5 Ekim 2018 Cuma

GÖZÜMÜZ GİBİ...



o gözler ki vahşidir
yangın kızıllıklarıyla korkunç
kanlı bir sevdayı çoğullaştırır
karanlık kirpikleri

göz değildirler
bir namludan fırlamış
mermi çekirdekleri

o gözler ki
çakmaktaki alev
zehirli hançerlerdeki uç
yakut bir avize gibi yalnızlığımızda dururlar
nereye gitsek gelir bizi bulurlar
gelir bizi bulurlar
bulurlar

Attila İlhan



Gözler, aynı Attila İlhan’ın da mısralarına ilmek ilmek işlediği gibi birçok şaire ilham olmuştur. İnsan vücudunda başka bir organ var mıdır ki üzerine bu kadar şiirler yazılsın, kalın kitapların sayfalarını süslesin, şarkılara nağme olsun…

Başka bir parçamız var mıdır ki insan ruhunun, sevincinin, hüznünün dışavurumu bu kadar net gerçekleşsin..

Başka bir mecra var mıdır ki konuşmadan anlaşabildiğimiz...

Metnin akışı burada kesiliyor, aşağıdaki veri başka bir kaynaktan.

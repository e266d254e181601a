//-
// Copyright (c) 2020, Jason Lingle
//
// This file is part of midtools.
//
// midtools is free software: you can  redistribute it and/or modify it under
// the terms of the GNU General Public  License as published by the Free
// Software Foundation, either version 3 of the License, or (at your option)
// any later version.
//
// midtools is distributed  in the hope that  it will be useful,  but WITHOUT
// ANY WARRANTY; without even the implied warranty of MERCHANTABILITY or
// FITNESS FOR  A PARTICULAR  PURPOSE.  See the  GNU General  Public  License
// for more details.
//
// You should have received a copy of the GNU General Public License along with
// midtools. If not, see <http://www.gnu.org/licenses/>.

//! Content-Transfer-Encoding handling for whole body parts.

use std::borrow::Cow;
use std::fmt;

use thiserror::Error;

#[derive(Error, Debug)]
pub enum Error {
    #[error("Invalid base64 content: {0}")]
    Base64(#[from] base64::DecodeError),
}

#[derive(Clone, Copy, Debug, PartialEq, Eq)]
pub enum TransferEncoding {
    SevenBit,
    EightBit,
    Binary,
    Base64,
    QuotedPrintable,
}

impl TransferEncoding {
    /// Interpret the encoding field of a body structure.
    ///
    /// Anything unknown, including a missing field, is treated as an
    /// identity encoding.
    pub fn from_field(field: Option<&str>) -> Self {
        match field {
            Some(s) if s.eq_ignore_ascii_case("base64") => {
                TransferEncoding::Base64
            }
            Some(s) if s.eq_ignore_ascii_case("quoted-printable") => {
                TransferEncoding::QuotedPrintable
            }
            Some(s) if s.eq_ignore_ascii_case("7bit") => {
                TransferEncoding::SevenBit
            }
            Some(s) if s.eq_ignore_ascii_case("8bit") => {
                TransferEncoding::EightBit
            }
            _ => TransferEncoding::Binary,
        }
    }

    /// Reverse this encoding on `data`.
    pub fn decode<'a>(&self, data: &'a [u8]) -> Result<Cow<'a, [u8]>, Error> {
        match *self {
            TransferEncoding::Base64 => {
                decode_base64(data).map(Cow::Owned)
            }
            TransferEncoding::QuotedPrintable => Ok(qp_decode(data)),
            TransferEncoding::SevenBit
            | TransferEncoding::EightBit
            | TransferEncoding::Binary => Ok(Cow::Borrowed(data)),
        }
    }
}

impl fmt::Display for TransferEncoding {
    fn fmt(&self, f: &mut fmt::Formatter<'_>) -> fmt::Result {
        f.write_str(match *self {
            TransferEncoding::SevenBit => "7bit",
            TransferEncoding::EightBit => "8bit",
            TransferEncoding::Binary => "binary",
            TransferEncoding::Base64 => "base64",
            TransferEncoding::QuotedPrintable => "quoted-printable",
        })
    }
}

/// Decode base64 content, ignoring line breaks and any other bytes outside
/// the base64 alphabet.
pub fn decode_base64(data: &[u8]) -> Result<Vec<u8>, Error> {
    let filtered = data
        .iter()
        .copied()
        .filter(|&b| {
            matches!(b, b'0'..=b'9' | b'a'..=b'z' | b'A'..=b'Z' | b'+' | b'/' | b'=')
        })
        .collect::<Vec<u8>>();

    let mut decoded = Vec::with_capacity(filtered.len() / 4 * 3);
    base64::decode_config_buf(&filtered, base64::STANDARD, &mut decoded)?;
    Ok(decoded)
}

/// Encode `data` as base64 broken into CRLF-terminated lines of at most
/// `width` characters.
pub fn encode_base64_lines(data: &[u8], width: usize) -> Vec<u8> {
    let encoded = base64::encode(data);
    let mut out = Vec::with_capacity(encoded.len() + encoded.len() / width * 2 + 2);
    for line in encoded.as_bytes().chunks(width) {
        out.extend_from_slice(line);
        out.extend_from_slice(b"\r\n");
    }
    out
}

/// Decodes quoted-printable encoding, as described by RFC 2045.
///
/// Soft line breaks are removed, with either DOS or UNIX line endings. This
/// never fails; malformed escape sequences are passed through untransformed.
pub fn qp_decode(data: &[u8]) -> Cow<[u8]> {
    if memchr::memchr(b'=', data).is_none() {
        return Cow::Borrowed(data);
    }

    fn hex(b: u8) -> Option<u8> {
        (b as char).to_digit(16).map(|d| d as u8)
    }

    let mut out = Vec::with_capacity(data.len());
    let mut ix = 0;
    while ix < data.len() {
        if b'=' != data[ix] {
            out.push(data[ix]);
            ix += 1;
            continue;
        }

        match (data.get(ix + 1).copied(), data.get(ix + 2).copied()) {
            (Some(b'\r'), Some(b'\n')) => ix += 3,
            (Some(b'\n'), _) => ix += 2,
            (Some(hi), Some(lo)) => match (hex(hi), hex(lo)) {
                (Some(hi), Some(lo)) => {
                    out.push(hi << 4 | lo);
                    ix += 3;
                }
                _ => {
                    out.push(b'=');
                    ix += 1;
                }
            },
            _ => {
                out.push(b'=');
                ix += 1;
            }
        }
    }

    Cow::Owned(out)
}
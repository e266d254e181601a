//-
// Copyright (c) 2020, Jason Lingle
//
// This file is part of midtools.
//
// midtools is free software: you can  redistribute it and/or modify it under
// the terms of the GNU General Public  License as published by the Free
// Software Foundation, either version 3 of the License, or (at your option)
// any later version.
//
// midtools is distributed  in the hope that  it will be useful,  but WITHOUT
// ANY WARRANTY; without even the implied warranty of MERCHANTABILITY or
// FITNESS FOR  A PARTICULAR  PURPOSE.  See the  GNU General  Public  License
// for more details.
//
// You should have received a copy of the GNU General Public License along with
// midtools. If not, see <http://www.gnu.org/licenses/>.

pub mod draft;
pub mod sniff;
pub mod transfer;
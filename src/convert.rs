use crate::render::{RenderError, Renderer};
use snafu::{ResultExt, Snafu};
use std::path::{Path, PathBuf};

#[derive(Debug, Snafu)]
pub enum ConvertError {
    #[snafu(display("Please select or drop an HTML file"))]
    MissingInput,
    /// Displays exactly the renderer's message.
    #[snafu(display("{}", source))]
    RenderFailure { source: RenderError },
}

/// The paths collected by the pickers at the moment conversion is requested.
#[derive(Debug, Clone, Default, PartialEq)]
pub struct ConversionInputs {
    pub html: Option<PathBuf>,
    pub stylesheet: Option<PathBuf>,
    pub assets: Option<PathBuf>,
}

/// Everything a renderer needs for one run.
#[derive(Debug, Clone, PartialEq)]
pub struct ConversionRequest {
    pub html: PathBuf,
    /// Relative references inside the HTML resolve against this directory.
    pub base_dir: PathBuf,
    pub stylesheets: Vec<PathBuf>,
    /// Informational only; renderers resolve assets through `base_dir`.
    pub assets_root: Option<PathBuf>,
    pub output: PathBuf,
}

impl ConversionRequest {
    pub fn new(html: &Path, stylesheet: Option<&Path>, assets_root: Option<&Path>, output: PathBuf) -> Self {
        Self {
            html: html.to_path_buf(),
            base_dir: base_dir_of(html).to_path_buf(),
            stylesheets: stylesheet.map(Path::to_path_buf).into_iter().collect(),
            assets_root: assets_root.map(Path::to_path_buf),
            output,
        }
    }
}

/// Directory containing `html`, or `.` for a bare file name.
pub fn base_dir_of(html: &Path) -> &Path {
    html.parent()
        .filter(|p| !p.as_os_str().is_empty())
        .unwrap_or(Path::new("."))
}

#[derive(Debug, Clone, PartialEq)]
pub enum Conversion {
    Written(PathBuf),
    /// The user dismissed the output prompt.
    Cancelled,
}

/// Runs one conversion.
///
/// `prompt_output` is asked for the destination only once the inputs are
/// known to be usable; returning `None` aborts without error.
pub fn convert<R, P>(renderer: &R, inputs: &ConversionInputs, prompt_output: P) -> Result<Conversion, ConvertError>
where
    R: Renderer + ?Sized,
    P: FnOnce(&Path) -> Option<PathBuf>,
{
    let html = inputs
        .html
        .as_deref()
        .filter(|p| !p.as_os_str().is_empty())
        .ok_or(ConvertError::MissingInput)?;

    let Some(output) = prompt_output(html) else {
        tracing::debug!("Output prompt cancelled");
        return Ok(Conversion::Cancelled);
    };

    let request = ConversionRequest::new(html, inputs.stylesheet.as_deref(), inputs.assets.as_deref(), output);
    if let Some(assets) = &request.assets_root {
        tracing::debug!(
            assets = %assets.display(),
            base_dir = %request.base_dir.display(),
            "Assets folder is not passed to the renderer; references resolve against the HTML directory"
        );
    }

    renderer.render(&request).context(RenderFailureSnafu)?;
    Ok(Conversion::Written(request.output))
}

Aslında bakarsan gözlerimiz insan varlığının temsiliyet halidir. Çünkü hem fiziki bütünlüğü sağlayıp hem de ruhun aynası oluverir. Ayrıca insan kişiliği gibi tek, şahsa münhasır. Nasıl ki insanın kendisi özelliklerinin bir kısmını başkasından almasına rağmen özgün bir yapıya sahipse, gözleri de, yani göz irisi de renk gibi özelliklerini genlerle taşırken şeklen kişiye özgü bir yapıya sahiptir.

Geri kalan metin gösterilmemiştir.